Deseronto was incorporated as a Town in 1889. By the 1890s it was home to more than 3,000 people, many of whom worked in the Rathbun Company’s concerns, which included a sash and door factory, shipyard, railway car works, terra cotta factory, flour mill, gas works and chemical works. The plan below shows the industrial sites in the area around Mill Street at this period, criss-crossed with the railway lines that shipped goods out of the town.
Main Street and St. George Streets were thriving shopping centres in the late nineteenth century, boasting bakeries, drugstores, hardware stores and busy hotels. A number of churches were built in the town during this period. Naylor’s theatre put on a wide range of plays, musical performances and other events and could hold an audience of up to 550 people.
One of the most famous Mohawks associated with Deseronto was Dr Oronhyatekha (1841-1907), originally from the Six Nations Reserve near Brantford. He trained as a physician and was educated at Oxford for a while. He became involved in the Independent Order of Foresters and successfully transformed the finances of the organization. Oronhyatekha married Ellen Hill, a Mohawk from Tyendinaga. They had a house in Tyendinaga and the doctor also built properties on Foresters’ Island, which is situated in the Bay of Quinte, opposite Deseronto. These included ‘The Wigwam’, his elaborate summer residence; a hotel and pleasure grounds. The picture below shows the orphanage on the Island that Oronhyatekha constructed for the Order, which operated from 1906 to 1907. There is no trace today of any of these buildings.
[Postcard donated by R.N. Goodfellow]
The First World War brought the Royal Flying Corps to Deseronto, with two training camps close to the town: Camp Mohawk was near the site of the current Tyendinaga (Mohawk) Airport, while Camp Rathbun was to the northeast of the town. Young pilots came here to learn how to fly between 1917 and 1918. There were a number of accidents: this photograph shows the recovery of an aircraft that has crashed into the waters of the Bay of Quinte, with Foresters’ Island in the distance. The graves of the pilots killed in training can be found in Deseronto Cemetery.
[Accession 2009.20 (67), donated by Denzil Devos for scanning]
As timber stocks became depleted, the economic base for the town’s industries was eroded to the point where it was no longer viable for the Rathbun Company to continue its operations.
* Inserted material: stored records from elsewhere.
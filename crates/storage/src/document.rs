//! Document: a field-map record for hosts without their own record types

use std::collections::BTreeMap;
use std::sync::Arc;

use termdex_core::{EntityRef, FieldValue, Record, Scalar};

/// A record backed by a map of named fields
///
/// Unknown fields read as null.
#[derive(Debug, Clone)]
pub struct Document {
    entity: EntityRef,
    fields: BTreeMap<String, FieldValue>,
}

impl Document {
    /// Create an empty document
    pub fn new(table: impl Into<String>, id: u64) -> Self {
        Document {
            entity: EntityRef::new(table, id),
            fields: BTreeMap::new(),
        }
    }

    /// Builder-style field setter
    pub fn with(mut self, name: impl Into<String>, value: impl Into<FieldValue>) -> Self {
        self.set(name, value);
        self
    }

    /// Set a list field
    pub fn with_list<I, S>(self, name: impl Into<String>, values: I) -> Self
    where
        I: IntoIterator<Item = S>,
        S: Into<Scalar>,
    {
        let list: Vec<Scalar> = values.into_iter().map(Into::into).collect();
        self.with(name, FieldValue::List(list))
    }

    /// Set a one-hop relation
    pub fn with_related(self, name: impl Into<String>, related: Option<Document>) -> Self {
        let related = related.map(|doc| Arc::new(doc) as Arc<dyn Record>);
        self.with(name, FieldValue::One(related))
    }

    /// Set a one-hop collection of related records
    pub fn with_many(self, name: impl Into<String>, related: Vec<Document>) -> Self {
        let related = related
            .into_iter()
            .map(|doc| Arc::new(doc) as Arc<dyn Record>)
            .collect();
        self.with(name, FieldValue::Many(related))
    }

    /// Set or replace a field in place
    pub fn set(&mut self, name: impl Into<String>, value: impl Into<FieldValue>) {
        self.fields.insert(name.into(), value.into());
    }

    /// Raw field lookup
    pub fn get(&self, name: &str) -> Option<&FieldValue> {
        self.fields.get(name)
    }

    /// Identity of this document
    pub fn entity(&self) -> &EntityRef {
        &self.entity
    }

    /// Wrap into a shared record
    pub fn into_record(self) -> Arc<dyn Record> {
        Arc::new(self)
    }
}

impl Record for Document {
    fn entity_ref(&self) -> EntityRef {
        self.entity.clone()
    }

    fn field(&self, name: &str) -> FieldValue {
        self.fields.get(name).cloned().unwrap_or_else(FieldValue::null)
    }
}
//! collcheck - Collection checksum reconciliation
//!
//! Entry point for the collcheck CLI application.

use clap::Parser;
use collcheck::{
    cli::Cli,
    error::{ExitCode, StructuredError},
};

fn main() {
    let cli = Cli::parse();
    let json_errors = cli.json_errors;

    match collcheck::run_app(cli) {
        Ok(code) => std::process::exit(code.as_i32()),
        Err(err) => {
            let exit_code = ExitCode::ExecutionError;

            if json_errors {
                let structured = StructuredError::new(&err, exit_code);
                match serde_json::to_string_pretty(&structured) {
                    Ok(json) => eprintln!("{json}"),
                    Err(_) => eprintln!("[{}] Error: {:#}", exit_code.code_prefix(), err),
                }
            } else {
                eprintln!("[{}] Error: {:#}", exit_code.code_prefix(), err);
            }

            std::process::exit(exit_code.as_i32());
        }
    }
}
The early twentieth century saw a period of gradual decline in the town’s industrial concerns. The Rathbun Company surrendered its charter in 1923 and the population of the town fell as people left to find work elsewhere.
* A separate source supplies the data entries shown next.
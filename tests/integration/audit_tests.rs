use collcheck::audit::{AuditConfig, Auditor};
use collcheck::error::{AuditError, ExitCode};
use collcheck::reconcile::{DiscrepancyKind, Outcome};
use collcheck::remote::MemoryCatalog;
use collcheck::scanner::digest_bytes;
use filetime::{set_file_mtime, FileTime};
use std::fs::{self, File};
use std::io::Write;
use std::path::{Path, PathBuf};
use tempfile::{tempdir, TempDir};

struct Fixture {
    _dir: TempDir,
    root: PathBuf,
    cache: PathBuf,
}

impl Fixture {
    fn new() -> Self {
        let dir = tempdir().unwrap();
        let root = dir.path().join("X");
        fs::create_dir(&root).unwrap();
        let cache = dir.path().join(".collcheck_cache.json");
        Self {
            _dir: dir,
            root,
            cache,
        }
    }

    fn write(&self, relative: &str, content: &[u8]) -> PathBuf {
        let path = self.root.join(relative);
        fs::create_dir_all(path.parent().unwrap()).unwrap();
        File::create(&path).unwrap().write_all(content).unwrap();
        path
    }

    fn auditor(&self) -> Auditor {
        Auditor::new(AuditConfig::default().with_jobs(2).with_cache_path(&self.cache))
    }
}

fn sha2(content: &[u8]) -> String {
    format!("sha2:{}", digest_bytes(content))
}

fn set_mtime(path: &Path, secs: i64) {
    set_file_mtime(path, FileTime::from_unix_time(secs, 0)).unwrap();
}

#[test]
fn test_identical_sides_match() {
    let fx = Fixture::new();
    fx.write("a.txt", b"alpha");
    fx.write("b.txt", b"bravo");
    let catalog = MemoryCatalog::new("/zone/home/u")
        .with_object("/zone/home/u/X/a.txt", &sha2(b"alpha"))
        .with_object("/zone/home/u/X/b.txt", &sha2(b"bravo"));

    let report = fx.auditor().run(&fx.root, "X", &catalog).unwrap();

    assert_eq!(report.exit_code(), ExitCode::Match);
    assert!(report.reconciliation.discrepancies.is_empty());
    assert_eq!(report.reconciliation.matched, 2);
}

#[test]
fn test_remote_only_object_reported() {
    let fx = Fixture::new();
    fx.write("a.txt", b"alpha");
    let catalog = MemoryCatalog::new("/zone")
        .with_object("/zone/X/a.txt", &sha2(b"alpha"))
        .with_object("/zone/X/c.txt", &sha2(b"charlie"));

    let report = fx.auditor().run(&fx.root, "/zone/X", &catalog).unwrap();

    assert_eq!(report.exit_code(), ExitCode::Mismatch);
    let found = &report.reconciliation.discrepancies;
    assert_eq!(found.len(), 1);
    assert_eq!(found[0].kind, DiscrepancyKind::RemoteOnly);
    assert_eq!(found[0].path, "./c.txt");
    assert_eq!(found[0].remote_digest.as_deref(), Some(digest_bytes(b"charlie").as_str()));
}

#[test]
fn test_changed_mtime_same_size_is_rehashed() {
    let fx = Fixture::new();
    let path = fx.write("a.txt", b"old-content");
    set_mtime(&path, 1_600_000_000);
    let catalog = MemoryCatalog::new("/zone").with_object("/zone/X/a.txt", &sha2(b"new-content"));

    let first = fx.auditor().run(&fx.root, "/zone/X", &catalog).unwrap();
    assert_eq!(first.reconciliation.count(DiscrepancyKind::DigestMismatch), 1);

    // Same length, new mtime
    File::create(&path).unwrap().write_all(b"new-content").unwrap();
    set_mtime(&path, 1_600_000_100);

    let second = fx.auditor().run(&fx.root, "/zone/X", &catalog).unwrap();
    assert_eq!(second.hashing.hashed, 1);
    assert_eq!(second.hashing.cached, 0);
    assert_eq!(second.outcome(), Outcome::Match);
}

#[test]
fn test_unchanged_stat_reuses_cached_digest() {
    let fx = Fixture::new();
    let path = fx.write("a.txt", b"aaaa");
    set_mtime(&path, 1_500_000_000);
    let catalog = MemoryCatalog::new("/zone").with_object("/zone/X/a.txt", &sha2(b"aaaa"));

    fx.auditor().run(&fx.root, "/zone/X", &catalog).unwrap();

    // Content changes but size and mtime are restored
    File::create(&path).unwrap().write_all(b"bbbb").unwrap();
    set_mtime(&path, 1_500_000_000);

    let report = fx.auditor().run(&fx.root, "/zone/X", &catalog).unwrap();
    assert_eq!(report.hashing.hashed, 0);
    assert_eq!(report.hashing.cached, 1);
    assert_eq!(report.outcome(), Outcome::Match);
}

#[test]
fn test_empty_remote_fails_regardless_of_local_files() {
    let fx = Fixture::new();
    for i in 0..5 {
        fx.write(&format!("f{i}.txt"), format!("{i}").as_bytes());
    }
    let catalog = MemoryCatalog::new("/zone").with_object("/zone/Other/f0.txt", "sha2:x");

    let err = fx.auditor().run(&fx.root, "/zone/X", &catalog).unwrap_err();
    assert!(matches!(err, AuditError::RemoteQueryEmpty { ref collection } if collection == "/zone/X"));
    assert_eq!(err.exit_code(), ExitCode::ExecutionError);
}

#[test]
fn test_empty_remote_fails_for_empty_local_tree() {
    let fx = Fixture::new();
    let err = fx
        .auditor()
        .run(&fx.root, "/zone/X", &MemoryCatalog::new("/zone"))
        .unwrap_err();
    assert!(matches!(err, AuditError::RemoteQueryEmpty { .. }));
}

#[test]
fn test_second_run_leaves_cache_byte_identical() {
    let fx = Fixture::new();
    fx.write("a.txt", b"alpha");
    fx.write("deep/er/b.txt", b"bravo");
    let catalog = MemoryCatalog::new("/zone")
        .with_object("/zone/X/a.txt", &sha2(b"alpha"))
        .with_object("/zone/X/deep/er/b.txt", &sha2(b"bravo"));

    fx.auditor().run(&fx.root, "/zone/X", &catalog).unwrap();
    let before = fs::read(&fx.cache).unwrap();

    let report = fx.auditor().run(&fx.root, "/zone/X", &catalog).unwrap();
    let after = fs::read(&fx.cache).unwrap();

    assert!(!report.cache_written);
    assert_eq!(report.hashing.hashed, 0);
    assert_eq!(before, after);
}

#[test]
fn test_deleted_file_leaves_stale_entry_but_not_manifest() {
    let fx = Fixture::new();
    fx.write("a.txt", b"alpha");
    let gone = fx.write("gone.txt", b"gone");
    let catalog = MemoryCatalog::new("/zone").with_object("/zone/X/a.txt", &sha2(b"alpha"));

    fx.auditor().run(&fx.root, "/zone/X", &catalog).unwrap();
    fs::remove_file(gone).unwrap();

    let report = fx.auditor().run(&fx.root, "/zone/X", &catalog).unwrap();
    assert_eq!(report.outcome(), Outcome::Match);
    assert_eq!(report.local_files, 1);

    let cache = fs::read_to_string(&fx.cache).unwrap();
    assert!(cache.contains("./gone.txt"));
}

#[test]
fn test_nested_collection_paths_align() {
    let fx = Fixture::new();
    fx.write("sub/one.txt", b"1");
    fx.write("sub/inner/two.txt", b"2");
    let catalog = MemoryCatalog::new("/zone")
        .with_object("/zone/X/sub/one.txt", &sha2(b"1"))
        .with_object("/zone/X/sub/inner/two.txt", &format!("m:{}", digest_bytes(b"2")));

    let report = fx.auditor().run(&fx.root, "/zone/X/", &catalog).unwrap();
    assert_eq!(report.collection, "/zone/X");
    assert_eq!(report.outcome(), Outcome::Match);
}

#[test]
fn test_nfd_local_name_matches_nfc_remote_name() {
    let fx = Fixture::new();
    fx.write("cafe\u{0301}.txt", b"coffee");
    let catalog =
        MemoryCatalog::new("/zone").with_object("/zone/X/caf\u{e9}.txt", &sha2(b"coffee"));

    let report = fx.auditor().run(&fx.root, "/zone/X", &catalog).unwrap();
    assert_eq!(report.outcome(), Outcome::Match);
}

#[test]
fn test_sibling_collection_with_shared_prefix_is_ignored() {
    let fx = Fixture::new();
    fx.write("a.txt", b"alpha");
    let catalog = MemoryCatalog::new("/zone")
        .with_object("/zone/X/a.txt", &sha2(b"alpha"))
        .with_object("/zone/X2/b.txt", &sha2(b"bravo"));

    let report = fx.auditor().run(&fx.root, "/zone/X", &catalog).unwrap();
    assert_eq!(report.outcome(), Outcome::Match);
    assert_eq!(report.remote_objects, 1);
}

#[test]
fn test_unregistered_remote_object_is_digest_mismatch() {
    let fx = Fixture::new();
    fx.write("a.txt", b"alpha");
    let catalog = MemoryCatalog::new("/zone").with_object("/zone/X/a.txt", "");

    let report = fx.auditor().run(&fx.root, "/zone/X", &catalog).unwrap();
    let found = &report.reconciliation.discrepancies;
    assert_eq!(found.len(), 1);
    assert_eq!(found[0].kind, DiscrepancyKind::DigestMismatch);
    assert_eq!(found[0].remote_digest.as_deref(), Some(""));
}

#[test]
fn test_root_that_is_a_file_is_rejected() {
    let fx = Fixture::new();
    let file = fx.write("plain.txt", b"x");
    let catalog = MemoryCatalog::new("/zone").with_object("/zone/X/plain.txt", &sha2(b"x"));

    let err = fx.auditor().run(&file, "/zone/X", &catalog).unwrap_err();
    assert!(matches!(err, AuditError::Config(_)));
    assert!(!fx.cache.exists());
}

#[test]
fn test_diverging_replica_is_mismatch_even_when_one_agrees() {
    let fx = Fixture::new();
    fx.write("a.txt", b"alpha");
    fx.write("b.txt", b"bravo");
    // The local digest equals one replica; the other replica disagrees
    let catalog = MemoryCatalog::new("/zone")
        .with_object("/zone/X/a.txt", &sha2(b"alpha"))
        .with_replica("/zone/X/a.txt", "sha2:ZZZZ")
        .with_object("/zone/X/b.txt", &sha2(b"bravo"))
        .with_replica("/zone/X/b.txt", &sha2(b"bravo"));

    let report = fx.auditor().run(&fx.root, "/zone/X", &catalog).unwrap();

    assert_eq!(report.exit_code(), ExitCode::Mismatch);
    assert_eq!(report.reconciliation.matched, 1);
    let found = &report.reconciliation.discrepancies;
    assert_eq!(found.len(), 1);
    assert_eq!(found[0].kind, DiscrepancyKind::DigestMismatch);
    assert_eq!(found[0].path, "./a.txt");
    assert_eq!(found[0].remote_digest.as_deref(), Some("ZZZZ"));
}

#[cfg(unix)]
#[test]
fn test_unreadable_file_is_skipped_and_not_cached() {
    use collcheck::cache::DigestCache;
    use std::os::unix::fs::PermissionsExt;

    let fx = Fixture::new();
    fx.write("a.txt", b"alpha");
    let locked = fx.write("locked.txt", b"secret");
    fs::set_permissions(&locked, fs::Permissions::from_mode(0o000)).unwrap();
    if File::open(&locked).is_ok() {
        // Permission bits are not enforced (running as root)
        return;
    }
    let catalog = MemoryCatalog::new("/zone")
        .with_object("/zone/X/a.txt", &sha2(b"alpha"))
        .with_object("/zone/X/locked.txt", &sha2(b"secret"));

    let report = fx.auditor().run(&fx.root, "/zone/X", &catalog).unwrap();
    fs::set_permissions(&locked, fs::Permissions::from_mode(0o644)).unwrap();

    assert_eq!(report.hashing.failed, 1);
    assert_eq!(report.hashing.hashed, 1);
    assert_eq!(report.local_files, 1);
    assert_eq!(report.reconciliation.matched, 1);
    let found = &report.reconciliation.discrepancies;
    assert_eq!(found.len(), 1);
    assert_eq!(found[0].kind, DiscrepancyKind::RemoteOnly);
    assert_eq!(found[0].path, "./locked.txt");

    let cache = DigestCache::load(&fx.cache).unwrap();
    assert!(cache.get("./a.txt").is_some());
    assert!(cache.get("./locked.txt").is_none());
}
Other industries arrived during and following the end of the Rathbun era including The Dominion Match Company (which was later sold to the E.B. Eddy Co.); Redi Heat Electrical Appliance Co.; Deseronto Electronics Ltd.; Ideal Vendors and Canada Optical. The Clapperton Glass factory manufactured cut-glass items in Deseronto between 1916 and 1931. Ellwood Metcalfe established his first canning factory at the age of 24 and the firm was a major employer in the town for many years, both before and after the Second World War. The photo below shows some of the employees of the firm in a picture taken on August 18, 1938. Many of the businesses in Deseronto today are focused on the town’s tourist industry, as it now aspires to be the “summer resort” that The Lumber World writer envisioned in its industrial heyday.
Deseronto’s Loyalist, Mohawk, and industrial heritage have contributed significantly to its history, and continue to influence the town. Our heritage is celebrated through the preservation and commemoration of historic buildings, events, sites and documents and through activities to enhance awareness and appreciation of our past.